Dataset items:
__________________________________________________

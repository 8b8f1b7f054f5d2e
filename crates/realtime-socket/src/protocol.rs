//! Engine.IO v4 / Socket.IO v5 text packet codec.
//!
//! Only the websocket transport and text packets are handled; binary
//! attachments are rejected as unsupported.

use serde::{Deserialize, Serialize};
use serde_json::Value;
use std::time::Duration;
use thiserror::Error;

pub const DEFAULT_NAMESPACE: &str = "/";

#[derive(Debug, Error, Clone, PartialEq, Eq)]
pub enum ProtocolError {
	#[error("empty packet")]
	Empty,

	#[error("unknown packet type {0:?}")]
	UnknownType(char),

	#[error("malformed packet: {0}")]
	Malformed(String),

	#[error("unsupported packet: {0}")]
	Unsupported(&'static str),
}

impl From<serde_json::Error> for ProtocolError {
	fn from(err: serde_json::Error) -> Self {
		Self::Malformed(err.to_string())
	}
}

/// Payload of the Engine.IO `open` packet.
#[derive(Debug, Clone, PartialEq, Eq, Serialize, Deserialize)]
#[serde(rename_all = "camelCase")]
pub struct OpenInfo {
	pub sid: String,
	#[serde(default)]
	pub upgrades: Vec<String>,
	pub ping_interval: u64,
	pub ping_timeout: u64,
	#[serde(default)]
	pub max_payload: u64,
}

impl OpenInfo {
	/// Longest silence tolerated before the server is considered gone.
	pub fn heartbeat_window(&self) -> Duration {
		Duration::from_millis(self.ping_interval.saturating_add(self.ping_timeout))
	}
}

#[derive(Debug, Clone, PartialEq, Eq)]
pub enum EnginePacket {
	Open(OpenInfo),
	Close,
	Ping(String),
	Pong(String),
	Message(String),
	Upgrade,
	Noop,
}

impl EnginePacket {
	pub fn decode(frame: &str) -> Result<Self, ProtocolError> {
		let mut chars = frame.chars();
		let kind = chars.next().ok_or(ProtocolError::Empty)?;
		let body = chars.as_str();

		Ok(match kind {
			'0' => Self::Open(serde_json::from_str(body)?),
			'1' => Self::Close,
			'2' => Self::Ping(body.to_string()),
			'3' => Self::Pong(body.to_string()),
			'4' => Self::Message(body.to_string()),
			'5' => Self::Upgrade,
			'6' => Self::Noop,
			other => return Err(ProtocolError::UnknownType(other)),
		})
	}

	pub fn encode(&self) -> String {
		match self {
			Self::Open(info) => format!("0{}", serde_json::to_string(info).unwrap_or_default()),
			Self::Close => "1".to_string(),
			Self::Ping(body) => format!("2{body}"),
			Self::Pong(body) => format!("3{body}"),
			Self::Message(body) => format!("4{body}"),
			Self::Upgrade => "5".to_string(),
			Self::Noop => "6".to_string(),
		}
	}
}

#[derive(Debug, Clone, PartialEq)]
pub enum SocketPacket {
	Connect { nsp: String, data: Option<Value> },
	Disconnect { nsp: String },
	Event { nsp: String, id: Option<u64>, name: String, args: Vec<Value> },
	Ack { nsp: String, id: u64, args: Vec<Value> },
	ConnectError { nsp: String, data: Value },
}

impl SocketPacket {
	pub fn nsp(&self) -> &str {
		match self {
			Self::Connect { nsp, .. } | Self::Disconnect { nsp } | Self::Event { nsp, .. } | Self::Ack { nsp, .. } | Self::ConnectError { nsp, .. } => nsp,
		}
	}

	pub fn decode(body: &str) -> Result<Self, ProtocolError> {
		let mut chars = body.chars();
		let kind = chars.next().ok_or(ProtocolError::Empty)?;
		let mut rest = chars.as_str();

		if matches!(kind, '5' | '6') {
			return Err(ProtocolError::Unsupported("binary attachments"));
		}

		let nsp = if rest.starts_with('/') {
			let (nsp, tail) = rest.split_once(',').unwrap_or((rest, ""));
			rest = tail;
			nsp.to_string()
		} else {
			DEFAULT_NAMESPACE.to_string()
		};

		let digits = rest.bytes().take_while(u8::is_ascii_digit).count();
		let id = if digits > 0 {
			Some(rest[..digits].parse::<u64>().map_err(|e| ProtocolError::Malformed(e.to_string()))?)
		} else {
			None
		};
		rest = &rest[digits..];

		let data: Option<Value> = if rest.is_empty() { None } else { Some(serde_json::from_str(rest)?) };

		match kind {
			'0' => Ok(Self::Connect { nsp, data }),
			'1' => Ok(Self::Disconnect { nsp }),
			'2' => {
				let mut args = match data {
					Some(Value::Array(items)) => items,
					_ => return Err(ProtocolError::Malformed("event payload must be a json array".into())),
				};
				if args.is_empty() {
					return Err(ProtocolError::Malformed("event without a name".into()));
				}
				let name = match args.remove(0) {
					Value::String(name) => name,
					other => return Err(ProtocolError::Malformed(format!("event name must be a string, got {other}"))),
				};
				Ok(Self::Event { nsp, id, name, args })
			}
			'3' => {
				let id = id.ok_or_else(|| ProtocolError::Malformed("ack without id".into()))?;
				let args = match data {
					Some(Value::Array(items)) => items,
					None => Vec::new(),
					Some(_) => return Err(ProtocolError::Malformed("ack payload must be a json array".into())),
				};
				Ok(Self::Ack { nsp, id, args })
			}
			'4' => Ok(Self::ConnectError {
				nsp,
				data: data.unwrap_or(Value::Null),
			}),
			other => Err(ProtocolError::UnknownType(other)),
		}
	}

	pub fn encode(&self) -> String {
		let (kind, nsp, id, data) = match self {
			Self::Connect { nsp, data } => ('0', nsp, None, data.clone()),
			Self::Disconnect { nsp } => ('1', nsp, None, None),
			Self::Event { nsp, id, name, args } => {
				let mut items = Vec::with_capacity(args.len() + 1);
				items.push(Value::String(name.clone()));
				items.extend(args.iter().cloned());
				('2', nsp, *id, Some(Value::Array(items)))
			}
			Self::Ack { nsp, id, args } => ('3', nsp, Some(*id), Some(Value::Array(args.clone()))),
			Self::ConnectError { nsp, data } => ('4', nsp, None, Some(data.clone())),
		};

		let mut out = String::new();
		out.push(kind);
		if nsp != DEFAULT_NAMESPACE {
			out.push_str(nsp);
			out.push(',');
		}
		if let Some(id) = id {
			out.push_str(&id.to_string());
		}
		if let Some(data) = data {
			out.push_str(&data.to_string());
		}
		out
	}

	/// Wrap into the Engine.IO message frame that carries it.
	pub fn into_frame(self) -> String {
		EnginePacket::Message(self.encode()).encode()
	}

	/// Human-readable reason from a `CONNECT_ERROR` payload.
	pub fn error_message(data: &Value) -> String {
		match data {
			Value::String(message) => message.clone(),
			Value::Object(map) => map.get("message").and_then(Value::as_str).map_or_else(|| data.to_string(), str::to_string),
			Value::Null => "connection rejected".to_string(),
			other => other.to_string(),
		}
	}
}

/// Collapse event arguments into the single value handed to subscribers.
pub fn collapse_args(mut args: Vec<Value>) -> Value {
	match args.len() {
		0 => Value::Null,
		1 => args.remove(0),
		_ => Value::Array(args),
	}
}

__________________________________________________

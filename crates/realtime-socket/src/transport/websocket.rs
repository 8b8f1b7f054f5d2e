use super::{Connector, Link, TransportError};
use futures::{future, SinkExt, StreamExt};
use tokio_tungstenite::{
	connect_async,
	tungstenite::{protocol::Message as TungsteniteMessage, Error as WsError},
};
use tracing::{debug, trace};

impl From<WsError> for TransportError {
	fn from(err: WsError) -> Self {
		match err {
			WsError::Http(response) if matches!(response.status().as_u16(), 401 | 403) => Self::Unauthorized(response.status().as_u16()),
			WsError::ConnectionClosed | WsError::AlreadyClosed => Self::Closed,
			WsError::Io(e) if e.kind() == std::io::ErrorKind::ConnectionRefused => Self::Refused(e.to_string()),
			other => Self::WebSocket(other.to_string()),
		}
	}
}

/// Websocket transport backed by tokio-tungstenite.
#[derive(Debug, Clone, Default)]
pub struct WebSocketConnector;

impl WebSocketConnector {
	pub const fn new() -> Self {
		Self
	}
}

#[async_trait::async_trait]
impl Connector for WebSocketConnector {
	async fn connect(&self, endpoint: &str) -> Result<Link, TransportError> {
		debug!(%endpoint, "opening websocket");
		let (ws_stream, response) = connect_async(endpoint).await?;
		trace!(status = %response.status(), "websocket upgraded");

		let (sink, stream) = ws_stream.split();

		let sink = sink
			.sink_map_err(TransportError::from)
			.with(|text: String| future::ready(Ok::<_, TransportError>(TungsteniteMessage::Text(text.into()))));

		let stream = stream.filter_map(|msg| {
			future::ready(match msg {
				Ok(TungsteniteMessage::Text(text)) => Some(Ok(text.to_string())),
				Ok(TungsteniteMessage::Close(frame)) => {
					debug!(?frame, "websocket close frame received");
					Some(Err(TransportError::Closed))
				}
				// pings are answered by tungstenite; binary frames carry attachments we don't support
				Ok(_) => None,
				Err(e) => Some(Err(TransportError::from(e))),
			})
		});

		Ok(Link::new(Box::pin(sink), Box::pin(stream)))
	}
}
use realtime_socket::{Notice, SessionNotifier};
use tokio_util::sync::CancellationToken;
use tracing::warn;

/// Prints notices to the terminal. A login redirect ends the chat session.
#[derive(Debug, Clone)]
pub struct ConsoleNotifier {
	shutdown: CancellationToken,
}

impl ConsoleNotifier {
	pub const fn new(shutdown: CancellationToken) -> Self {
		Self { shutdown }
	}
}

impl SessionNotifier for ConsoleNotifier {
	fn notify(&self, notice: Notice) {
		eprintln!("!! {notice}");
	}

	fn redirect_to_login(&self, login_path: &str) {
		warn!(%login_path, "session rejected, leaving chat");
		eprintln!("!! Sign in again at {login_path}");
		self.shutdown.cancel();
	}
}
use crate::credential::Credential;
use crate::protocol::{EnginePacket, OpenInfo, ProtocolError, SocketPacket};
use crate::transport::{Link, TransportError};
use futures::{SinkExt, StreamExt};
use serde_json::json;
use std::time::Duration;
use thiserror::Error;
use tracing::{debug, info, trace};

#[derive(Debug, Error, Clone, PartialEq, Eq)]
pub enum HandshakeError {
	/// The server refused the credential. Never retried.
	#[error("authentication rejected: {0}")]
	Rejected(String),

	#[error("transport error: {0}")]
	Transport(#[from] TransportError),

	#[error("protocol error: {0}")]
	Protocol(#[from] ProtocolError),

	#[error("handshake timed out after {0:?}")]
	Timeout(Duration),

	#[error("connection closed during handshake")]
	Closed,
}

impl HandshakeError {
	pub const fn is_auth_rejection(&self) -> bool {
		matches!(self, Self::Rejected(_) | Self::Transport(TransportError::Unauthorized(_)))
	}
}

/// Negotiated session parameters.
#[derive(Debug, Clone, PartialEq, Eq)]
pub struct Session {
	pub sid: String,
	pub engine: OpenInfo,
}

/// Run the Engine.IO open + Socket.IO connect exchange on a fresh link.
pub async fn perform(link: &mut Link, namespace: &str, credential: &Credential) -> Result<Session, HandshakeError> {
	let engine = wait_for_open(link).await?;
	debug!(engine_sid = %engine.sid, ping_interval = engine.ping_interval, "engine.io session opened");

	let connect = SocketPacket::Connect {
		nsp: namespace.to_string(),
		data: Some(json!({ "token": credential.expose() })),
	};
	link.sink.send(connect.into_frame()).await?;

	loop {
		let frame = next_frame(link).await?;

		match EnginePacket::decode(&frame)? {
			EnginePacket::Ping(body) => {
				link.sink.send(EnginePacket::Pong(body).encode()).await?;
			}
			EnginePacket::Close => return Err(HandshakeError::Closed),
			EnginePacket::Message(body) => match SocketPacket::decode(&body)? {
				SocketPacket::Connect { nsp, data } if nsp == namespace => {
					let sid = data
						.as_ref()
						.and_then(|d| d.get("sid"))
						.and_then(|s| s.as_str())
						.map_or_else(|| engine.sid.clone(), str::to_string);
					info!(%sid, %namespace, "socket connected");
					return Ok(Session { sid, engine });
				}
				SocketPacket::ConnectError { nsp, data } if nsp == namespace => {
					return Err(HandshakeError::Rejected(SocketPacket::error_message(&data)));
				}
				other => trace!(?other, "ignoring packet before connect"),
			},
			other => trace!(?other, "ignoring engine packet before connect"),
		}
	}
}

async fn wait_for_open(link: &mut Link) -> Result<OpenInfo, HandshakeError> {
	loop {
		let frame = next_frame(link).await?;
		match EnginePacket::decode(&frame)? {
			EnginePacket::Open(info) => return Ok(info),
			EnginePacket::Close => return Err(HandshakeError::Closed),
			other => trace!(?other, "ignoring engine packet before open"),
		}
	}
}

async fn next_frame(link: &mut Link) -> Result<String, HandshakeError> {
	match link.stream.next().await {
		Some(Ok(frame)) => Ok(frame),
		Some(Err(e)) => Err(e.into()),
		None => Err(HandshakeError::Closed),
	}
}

__________________________________________________

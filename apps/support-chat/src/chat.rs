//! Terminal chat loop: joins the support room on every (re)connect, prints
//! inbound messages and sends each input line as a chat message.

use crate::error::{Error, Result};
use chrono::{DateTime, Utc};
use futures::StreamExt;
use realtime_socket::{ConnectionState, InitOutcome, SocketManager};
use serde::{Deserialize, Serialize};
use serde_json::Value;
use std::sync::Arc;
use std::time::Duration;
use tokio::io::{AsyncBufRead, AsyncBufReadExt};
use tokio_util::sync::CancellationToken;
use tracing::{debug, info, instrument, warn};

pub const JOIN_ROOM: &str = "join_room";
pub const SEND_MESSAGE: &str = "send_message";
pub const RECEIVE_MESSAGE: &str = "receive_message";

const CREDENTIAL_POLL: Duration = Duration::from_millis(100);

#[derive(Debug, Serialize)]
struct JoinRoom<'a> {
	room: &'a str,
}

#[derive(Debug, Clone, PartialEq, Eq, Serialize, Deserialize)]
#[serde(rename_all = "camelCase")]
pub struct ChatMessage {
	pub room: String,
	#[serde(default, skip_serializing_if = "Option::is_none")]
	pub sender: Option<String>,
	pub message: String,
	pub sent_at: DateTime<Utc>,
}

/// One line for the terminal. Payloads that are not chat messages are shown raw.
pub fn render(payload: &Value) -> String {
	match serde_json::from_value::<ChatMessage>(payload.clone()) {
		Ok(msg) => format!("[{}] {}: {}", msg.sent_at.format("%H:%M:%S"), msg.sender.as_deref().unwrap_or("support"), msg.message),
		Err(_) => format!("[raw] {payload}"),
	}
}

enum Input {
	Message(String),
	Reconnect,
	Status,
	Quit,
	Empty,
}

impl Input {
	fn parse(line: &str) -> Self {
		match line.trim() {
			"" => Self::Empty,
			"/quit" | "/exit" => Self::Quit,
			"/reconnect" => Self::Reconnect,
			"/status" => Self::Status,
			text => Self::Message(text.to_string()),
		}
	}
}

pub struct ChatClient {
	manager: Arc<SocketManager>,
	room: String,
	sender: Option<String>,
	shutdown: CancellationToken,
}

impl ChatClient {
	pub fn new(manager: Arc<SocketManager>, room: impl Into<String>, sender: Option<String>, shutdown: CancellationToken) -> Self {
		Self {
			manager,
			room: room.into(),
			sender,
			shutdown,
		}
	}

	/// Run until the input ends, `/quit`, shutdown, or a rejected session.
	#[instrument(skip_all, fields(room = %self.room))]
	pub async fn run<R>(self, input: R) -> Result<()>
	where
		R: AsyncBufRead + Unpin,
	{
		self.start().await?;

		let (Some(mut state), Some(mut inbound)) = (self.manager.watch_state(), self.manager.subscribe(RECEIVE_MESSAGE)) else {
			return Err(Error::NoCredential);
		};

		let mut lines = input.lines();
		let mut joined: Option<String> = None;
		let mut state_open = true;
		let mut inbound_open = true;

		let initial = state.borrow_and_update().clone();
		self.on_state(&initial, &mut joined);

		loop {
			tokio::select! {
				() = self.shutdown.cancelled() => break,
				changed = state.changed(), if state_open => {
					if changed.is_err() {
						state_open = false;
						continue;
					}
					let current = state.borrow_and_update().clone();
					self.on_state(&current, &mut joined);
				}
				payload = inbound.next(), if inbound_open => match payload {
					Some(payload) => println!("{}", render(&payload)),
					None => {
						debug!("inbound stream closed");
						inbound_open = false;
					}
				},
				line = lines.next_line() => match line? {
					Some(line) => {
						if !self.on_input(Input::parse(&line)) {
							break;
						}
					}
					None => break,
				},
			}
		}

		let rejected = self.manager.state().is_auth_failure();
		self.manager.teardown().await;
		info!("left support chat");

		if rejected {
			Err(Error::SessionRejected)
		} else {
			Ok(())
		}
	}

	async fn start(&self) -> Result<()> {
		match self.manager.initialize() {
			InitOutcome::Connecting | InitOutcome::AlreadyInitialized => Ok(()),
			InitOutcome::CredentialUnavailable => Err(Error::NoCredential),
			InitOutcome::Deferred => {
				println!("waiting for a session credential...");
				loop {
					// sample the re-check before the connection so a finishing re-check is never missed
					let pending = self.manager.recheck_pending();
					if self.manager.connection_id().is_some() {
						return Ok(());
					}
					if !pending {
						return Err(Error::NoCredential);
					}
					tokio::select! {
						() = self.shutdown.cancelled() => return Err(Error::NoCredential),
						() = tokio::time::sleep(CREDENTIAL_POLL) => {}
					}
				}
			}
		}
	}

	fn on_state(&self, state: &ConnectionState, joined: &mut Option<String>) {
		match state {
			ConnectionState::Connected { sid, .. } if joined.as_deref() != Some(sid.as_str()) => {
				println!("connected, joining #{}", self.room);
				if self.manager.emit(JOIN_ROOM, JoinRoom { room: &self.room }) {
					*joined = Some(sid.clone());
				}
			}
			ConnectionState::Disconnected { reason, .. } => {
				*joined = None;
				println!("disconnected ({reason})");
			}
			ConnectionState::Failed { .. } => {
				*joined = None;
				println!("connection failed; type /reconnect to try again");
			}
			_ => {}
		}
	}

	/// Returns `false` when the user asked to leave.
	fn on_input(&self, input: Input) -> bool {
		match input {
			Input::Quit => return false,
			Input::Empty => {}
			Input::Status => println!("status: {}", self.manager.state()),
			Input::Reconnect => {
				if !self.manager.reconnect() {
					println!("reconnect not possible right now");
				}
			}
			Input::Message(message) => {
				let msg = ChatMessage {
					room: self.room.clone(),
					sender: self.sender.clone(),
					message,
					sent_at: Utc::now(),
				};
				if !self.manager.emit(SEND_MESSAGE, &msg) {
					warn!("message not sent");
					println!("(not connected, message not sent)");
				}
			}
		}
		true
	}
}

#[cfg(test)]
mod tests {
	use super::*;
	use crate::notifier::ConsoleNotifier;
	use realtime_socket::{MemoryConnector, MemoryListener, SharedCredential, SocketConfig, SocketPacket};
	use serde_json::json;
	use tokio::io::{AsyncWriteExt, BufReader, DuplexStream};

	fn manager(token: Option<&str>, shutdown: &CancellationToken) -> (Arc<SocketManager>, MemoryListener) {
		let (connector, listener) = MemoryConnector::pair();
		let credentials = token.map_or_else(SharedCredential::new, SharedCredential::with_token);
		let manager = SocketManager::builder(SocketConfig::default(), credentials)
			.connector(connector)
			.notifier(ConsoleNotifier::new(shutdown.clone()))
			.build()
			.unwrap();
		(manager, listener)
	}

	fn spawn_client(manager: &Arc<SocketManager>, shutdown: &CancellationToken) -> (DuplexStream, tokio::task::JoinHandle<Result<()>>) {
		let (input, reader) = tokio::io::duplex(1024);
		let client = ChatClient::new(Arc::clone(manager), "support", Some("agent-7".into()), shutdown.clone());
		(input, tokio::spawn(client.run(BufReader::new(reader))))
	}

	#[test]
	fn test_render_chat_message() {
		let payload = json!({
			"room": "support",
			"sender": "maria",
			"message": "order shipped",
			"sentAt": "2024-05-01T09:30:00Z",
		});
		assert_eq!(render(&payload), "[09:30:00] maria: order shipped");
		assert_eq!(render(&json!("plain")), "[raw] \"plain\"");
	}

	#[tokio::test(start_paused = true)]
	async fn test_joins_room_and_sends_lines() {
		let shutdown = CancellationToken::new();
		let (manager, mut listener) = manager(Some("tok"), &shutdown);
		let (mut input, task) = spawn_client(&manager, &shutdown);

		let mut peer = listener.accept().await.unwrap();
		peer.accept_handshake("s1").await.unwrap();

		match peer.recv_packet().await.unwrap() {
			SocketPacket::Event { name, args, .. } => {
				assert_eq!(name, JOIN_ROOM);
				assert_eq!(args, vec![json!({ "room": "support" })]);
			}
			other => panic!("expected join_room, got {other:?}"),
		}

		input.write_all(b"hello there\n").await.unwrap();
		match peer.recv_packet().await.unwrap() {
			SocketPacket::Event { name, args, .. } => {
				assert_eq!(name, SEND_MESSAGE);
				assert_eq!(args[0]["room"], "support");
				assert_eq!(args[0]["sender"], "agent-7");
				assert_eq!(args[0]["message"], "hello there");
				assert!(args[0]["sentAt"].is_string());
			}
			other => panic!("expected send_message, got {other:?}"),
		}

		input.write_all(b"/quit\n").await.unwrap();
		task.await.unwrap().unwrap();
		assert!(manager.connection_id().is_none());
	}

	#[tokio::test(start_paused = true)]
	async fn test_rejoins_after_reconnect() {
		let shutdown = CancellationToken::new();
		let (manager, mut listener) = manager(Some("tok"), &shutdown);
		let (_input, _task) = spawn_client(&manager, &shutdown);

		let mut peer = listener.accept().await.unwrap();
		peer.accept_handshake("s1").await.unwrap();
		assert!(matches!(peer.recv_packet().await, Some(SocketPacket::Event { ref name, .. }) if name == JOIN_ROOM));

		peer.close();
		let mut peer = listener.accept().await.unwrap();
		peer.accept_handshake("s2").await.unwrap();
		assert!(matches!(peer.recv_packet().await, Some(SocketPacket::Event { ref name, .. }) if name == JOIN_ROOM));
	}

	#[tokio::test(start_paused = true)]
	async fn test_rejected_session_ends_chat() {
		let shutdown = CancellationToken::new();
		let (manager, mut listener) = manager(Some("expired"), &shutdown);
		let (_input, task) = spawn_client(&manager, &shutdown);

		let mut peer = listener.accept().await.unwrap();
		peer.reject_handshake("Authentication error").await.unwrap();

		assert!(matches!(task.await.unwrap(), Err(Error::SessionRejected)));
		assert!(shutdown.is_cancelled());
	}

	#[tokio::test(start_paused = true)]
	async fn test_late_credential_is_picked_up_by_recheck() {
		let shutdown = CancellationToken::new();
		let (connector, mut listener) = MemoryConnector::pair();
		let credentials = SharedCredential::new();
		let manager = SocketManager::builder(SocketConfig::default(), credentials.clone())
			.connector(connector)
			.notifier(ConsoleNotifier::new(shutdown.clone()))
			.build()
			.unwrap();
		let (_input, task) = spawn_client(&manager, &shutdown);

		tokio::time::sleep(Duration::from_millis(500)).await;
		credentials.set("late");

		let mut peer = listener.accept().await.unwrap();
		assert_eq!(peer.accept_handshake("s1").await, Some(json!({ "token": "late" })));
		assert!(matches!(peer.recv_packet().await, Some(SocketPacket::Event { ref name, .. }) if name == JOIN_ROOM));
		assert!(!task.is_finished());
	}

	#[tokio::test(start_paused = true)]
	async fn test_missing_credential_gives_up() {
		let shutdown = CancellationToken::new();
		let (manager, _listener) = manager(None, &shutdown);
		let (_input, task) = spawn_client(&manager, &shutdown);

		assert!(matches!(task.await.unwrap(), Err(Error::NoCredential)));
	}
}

__________________________________________________

INSTRUCTIONS FOR THE TASK:
Pull each line containing the word "SharedCredential" out of the data above.

ANSWER SPACE:
	use realtime_socket::{MemoryConnector, MemoryListener, SharedCredential, SocketConfig, SocketPacket};
		let credentials = token.map_or_else(SharedCredential::new, SharedCredential::with_token);
		let credentials = SharedCredential::new();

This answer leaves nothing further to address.